**What to produce:**
Of the entries below, return exactly those lines that fall between the one containing "defaults are optional." and the one containing "let mut selected = Vec::new();", the two end lines included.

**Provided records:**
----

// file: src/config/inventory.rs
// version: 1.0.0
// guid: 8f2c6d41-9a7e-4b30-b5d8-3e1a0c7f9d26

//! Host inventory in the hosts/groups/defaults layout.
//!
//! Every attribute resolves host first, then each group in listed order,
//! then the defaults file. The image table is keyed by hardware family
//! under each entry's `data` mapping:
//!
//! ```yaml
//! # defaults.yaml
//! platform: ios
//! data:
//!   http_ip: 10.1.1.5
//!   C9300:
//!     upgrade_version: 16.9.3
//!     upgrade_img: cat9k_iosxe.16.09.03.SPA.bin
//! ```

use std::collections::BTreeMap;
use std::path::Path;
use std::sync::Arc;

use secrecy::SecretString;
use serde::Deserialize;
use serde_yaml::Value;
use tracing::debug;

use super::{ConfigLoader, InventorySettings};
use crate::device::{DeviceIdentity, HardwareFamily, ImageTarget};
use crate::{Result, UpgradeError};

/// Desired image per hardware family
pub type ImageTable = BTreeMap<HardwareFamily, ImageTarget>;

/// One host, group or defaults record
#[derive(Debug, Clone, Default, Deserialize)]
#[serde(default)]
pub struct InventoryEntry {
    pub hostname: Option<String>,
    pub platform: Option<String>,
    pub groups: Vec<String>,
    pub username: Option<String>,
    pub password: Option<String>,
    pub data: BTreeMap<String, Value>,
}

/// A host selected for the run, with attributes resolved
#[derive(Debug, Clone)]
pub struct InventoryHost {
    pub identity: DeviceIdentity,
    pub username: Option<String>,
    pub password: Option<SecretString>,
    pub images: Arc<ImageTable>,
}

#[derive(Debug, Clone, Default)]
pub struct Inventory {
    hosts: BTreeMap<String, InventoryEntry>,
    groups: BTreeMap<String, InventoryEntry>,
    defaults: InventoryEntry,
}

impl Inventory {
    pub fn new(
        hosts: BTreeMap<String, InventoryEntry>,
        groups: BTreeMap<String, InventoryEntry>,
        defaults: InventoryEntry,
    ) -> Self {
        Self {
            hosts,
            groups,
            defaults,
        }
    }

    /// Load the inventory files. The hosts file is required; groups and
    /// defaults are optional.
    pub fn load(settings: &InventorySettings, loader: &ConfigLoader) -> Result<Self> {
        if !settings.hosts.exists() {
            return Err(UpgradeError::inventory(format!(
                "Hosts file {} not found",
                settings.hosts.display()
            )));
        }

        let hosts: BTreeMap<String, InventoryEntry> = load_optional(&settings.hosts, loader)?;
        let groups: BTreeMap<String, InventoryEntry> = load_optional(&settings.groups, loader)?;
        let defaults: InventoryEntry = load_optional(&settings.defaults, loader)?;

        debug!(
            "Loaded inventory: {} hosts, {} groups",
            hosts.len(),
            groups.len()
        );
        Ok(Self::new(hosts, groups, defaults))
    }

    pub fn len(&self) -> usize {
        self.hosts.len()
    }

    pub fn is_empty(&self) -> bool {
        self.hosts.is_empty()
    }

    /// Host, its groups in order, then defaults
    fn chain<'a>(&'a self, name: &str, host: &'a InventoryEntry) -> Result<Vec<&'a InventoryEntry>> {
        let mut chain = Vec::with_capacity(host.groups.len() + 2);
        chain.push(host);
        for group in &host.groups {
            let entry = self.groups.get(group).ok_or_else(|| {
                UpgradeError::inventory(format!("Host {} references unknown group {}", name, group))
            })?;
            chain.push(entry);
        }
        chain.push(&self.defaults);
        Ok(chain)
    }

    /// Hosts whose resolved platform equals `platform`
    pub fn select(&self, platform: &str) -> Result<Vec<InventoryHost>> {
        let mut selected = Vec::new();

        for (name, host) in &self.hosts {
            let chain = self.chain(name, host)?;

            let host_platform = chain.iter().find_map(|e| e.platform.as_deref());
            if !host_platform.is_some_and(|p| p.eq_ignore_ascii_case(platform)) {
                debug!("Skipping {}: platform {:?}", name, host_platform);
                continue;
            }

            let hostname = host.hostname.clone().unwrap_or_else(|| name.clone());
            let username = chain.iter().find_map(|e| e.username.clone());
            let password = chain
                .iter()
                .find_map(|e| e.password.clone())
                .map(SecretString::from);
            let images = image_table(name, &chain)?;

            selected.push(InventoryHost {
                identity: DeviceIdentity {
                    name: name.clone(),
                    hostname,
                },
                username,
                password,
                images: Arc::new(images),
            });
        }

        Ok(selected)
    }

    /// String value from the defaults `data` mapping, e.g. `http_ip`
    pub fn default_data(&self, key: &str) -> Option<String> {
        match self.defaults.data.get(key)? {
            Value::String(s) => Some(s.clone()),
            Value::Number(n) => Some(n.to_string()),
            _ => None,
        }
    }
}

fn load_optional<T>(path: &Path, loader: &ConfigLoader) -> Result<T>
where
    T: Default + serde::de::DeserializeOwned,
{
    if !path.exists() {
        debug!("Inventory file {} not present", path.display());
        return Ok(T::default());
    }
    // An empty YAML document deserializes as null
    let value: Value = loader.load_yaml(path)?;
    if value.is_null() {
        return Ok(T::default());
    }
    serde_yaml::from_value(value).map_err(|e| {
        UpgradeError::inventory(format!("Invalid inventory file {}: {}", path.display(), e))
    })
}

fn image_table(name: &str, chain: &[&InventoryEntry]) -> Result<ImageTable> {
    let mut table = ImageTable::new();

    for family in HardwareFamily::ALL {
        let keys: &[&str] = match family {
            HardwareFamily::C3650 => &["C3650", "C3850"],
            _ => &[family.as_str()],
        };
        let found = chain
            .iter()
            .find_map(|entry| keys.iter().find_map(|k| entry.data.get(*k)));

        if let Some(value) = found {
            let target: ImageTarget = serde_yaml::from_value(value.clone()).map_err(|e| {
                UpgradeError::inventory(format!(
                    "Invalid image entry {} for host {}: {}",
                    family.as_str(),
                    name,
                    e
                ))
            })?;
            table.insert(family, target);
        }
    }

    Ok(table)
}

#[cfg(test)]
mod tests {
    use super::*;
    use secrecy::ExposeSecret;
    use std::fs;
    use tempfile::TempDir;

    const HOSTS: &str = r#"
idf-1:
  hostname: 10.1.1.11
  groups: [closets]
idf-2:
  hostname: 10.1.1.12
  username: local
  password: hunter2
  data:
    C9300:
      upgrade_version: 17.3.4
      upgrade_img: cat9k_iosxe.17.03.04.SPA.bin
core:
  hostname: 10.1.1.1
  platform: nxos
"#;

    const GROUPS: &str = r#"
closets:
  username: netops
"#;

    const DEFAULTS: &str = r#"
platform: ios
data:
  http_ip: 10.1.1.5
  C3750X:
    upgrade_version: 15.2(4)E10
    upgrade_img: c3750e-universalk9-tar.152-4.E10.tar
  C9300:
    upgrade_version: 16.9.3
    upgrade_img: cat9k_iosxe.16.09.03.SPA.bin
"#;

    fn write_inventory(dir: &TempDir, prefix: &str) -> InventorySettings {
        fs::write(dir.path().join(format!("{}hosts.yaml", prefix)), HOSTS).unwrap();
        fs::write(dir.path().join(format!("{}groups.yaml", prefix)), GROUPS).unwrap();
        fs::write(dir.path().join("defaults.yaml"), DEFAULTS).unwrap();
        InventorySettings {
            hosts: dir.path().join("hosts.yaml"),
            groups: dir.path().join("groups.yaml"),
            defaults: dir.path().join("defaults.yaml"),
            platform: "ios".into(),
        }
    }

    #[test]
    fn test_select_filters_platform_and_resolves() {
        let dir = TempDir::new().unwrap();
        let settings = write_inventory(&dir, "");
        let inventory = Inventory::load(&settings, &ConfigLoader::new()).unwrap();
        assert_eq!(inventory.len(), 3);

        let hosts = inventory.select("ios").unwrap();
        let names: Vec<&str> = hosts.iter().map(|h| h.identity.name.as_str()).collect();
        assert_eq!(names, vec!["idf-1", "idf-2"]);

        let idf1 = &hosts[0];
        assert_eq!(idf1.identity.hostname, "10.1.1.11");
        assert_eq!(idf1.username.as_deref(), Some("netops"));
        assert!(idf1.password.is_none());
        assert_eq!(
            idf1.images[&HardwareFamily::C9300].upgrade_version,
            "16.9.3"
        );

        let idf2 = &hosts[1];
        assert_eq!(idf2.password.as_ref().unwrap().expose_secret(), "hunter2");
        assert_eq!(
            idf2.images[&HardwareFamily::C9300].upgrade_version,
            "17.3.4"
        );
        assert!(!idf2.images.contains_key(&HardwareFamily::C3650));

        assert_eq!(inventory.default_data("http_ip").as_deref(), Some("10.1.1.5"));
    }

    #[test]
    fn test_site_files() {
        let dir = TempDir::new().unwrap();
        write_inventory(&dir, "hq_");
        let base = InventorySettings {
            hosts: dir.path().join("hosts.yaml"),
            groups: dir.path().join("groups.yaml"),
            defaults: dir.path().join("defaults.yaml"),
            platform: "ios".into(),
        };

        assert!(Inventory::load(&base, &ConfigLoader::new()).is_err());
        let inventory = Inventory::load(&base.for_site(Some("hq")), &ConfigLoader::new()).unwrap();
        assert_eq!(inventory.select("ios").unwrap().len(), 2);
    }

    #[test]
    fn test_unknown_group_is_an_error() {
        let mut hosts = BTreeMap::new();
        hosts.insert(
            "idf-9".to_string(),
            InventoryEntry {
                platform: Some("ios".into()),
                groups: vec!["missing".into()],
                ..Default::default()
            },
        );
        let inventory = Inventory::new(hosts, BTreeMap::new(), InventoryEntry::default());
        assert!(matches!(
            inventory.select("ios"),
            Err(UpgradeError::Inventory(_))
        ));
    }

    #[test]
    fn test_hostname_defaults_to_name() {
        let mut hosts = BTreeMap::new();
        hosts.insert(
            "sw1.example.net".to_string(),
            InventoryEntry {
                platform: Some("cisco_ios".into()),
                ..Default::default()
            },
        );
        let inventory = Inventory::new(hosts, BTreeMap::new(), InventoryEntry::default());
        let selected = inventory.select("cisco_ios").unwrap();
        assert_eq!(selected[0].identity.hostname, "sw1.example.net");
        assert!(selected[0].images.is_empty());
    }
}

----

**Answer to the problem:**
    /// defaults are optional.
    pub fn load(settings: &InventorySettings, loader: &ConfigLoader) -> Result<Self> {
        if !settings.hosts.exists() {
            return Err(UpgradeError::inventory(format!(
                "Hosts file {} not found",
                settings.hosts.display()
            )));
        }

        let hosts: BTreeMap<String, InventoryEntry> = load_optional(&settings.hosts, loader)?;
        let groups: BTreeMap<String, InventoryEntry> = load_optional(&settings.groups, loader)?;
        let defaults: InventoryEntry = load_optional(&settings.defaults, loader)?;

        debug!(
            "Loaded inventory: {} hosts, {} groups",
            hosts.len(),
            groups.len()
        );
        Ok(Self::new(hosts, groups, defaults))
    }

    pub fn len(&self) -> usize {
        self.hosts.len()
    }

    pub fn is_empty(&self) -> bool {
        self.hosts.is_empty()
    }

    /// Host, its groups in order, then defaults
    fn chain<'a>(&'a self, name: &str, host: &'a InventoryEntry) -> Result<Vec<&'a InventoryEntry>> {
        let mut chain = Vec::with_capacity(host.groups.len() + 2);
        chain.push(host);
        for group in &host.groups {
            let entry = self.groups.get(group).ok_or_else(|| {
                UpgradeError::inventory(format!("Host {} references unknown group {}", name, group))
            })?;
            chain.push(entry);
        }
        chain.push(&self.defaults);
        Ok(chain)
    }

    /// Hosts whose resolved platform equals `platform`
    pub fn select(&self, platform: &str) -> Result<Vec<InventoryHost>> {
        let mut selected = Vec::new();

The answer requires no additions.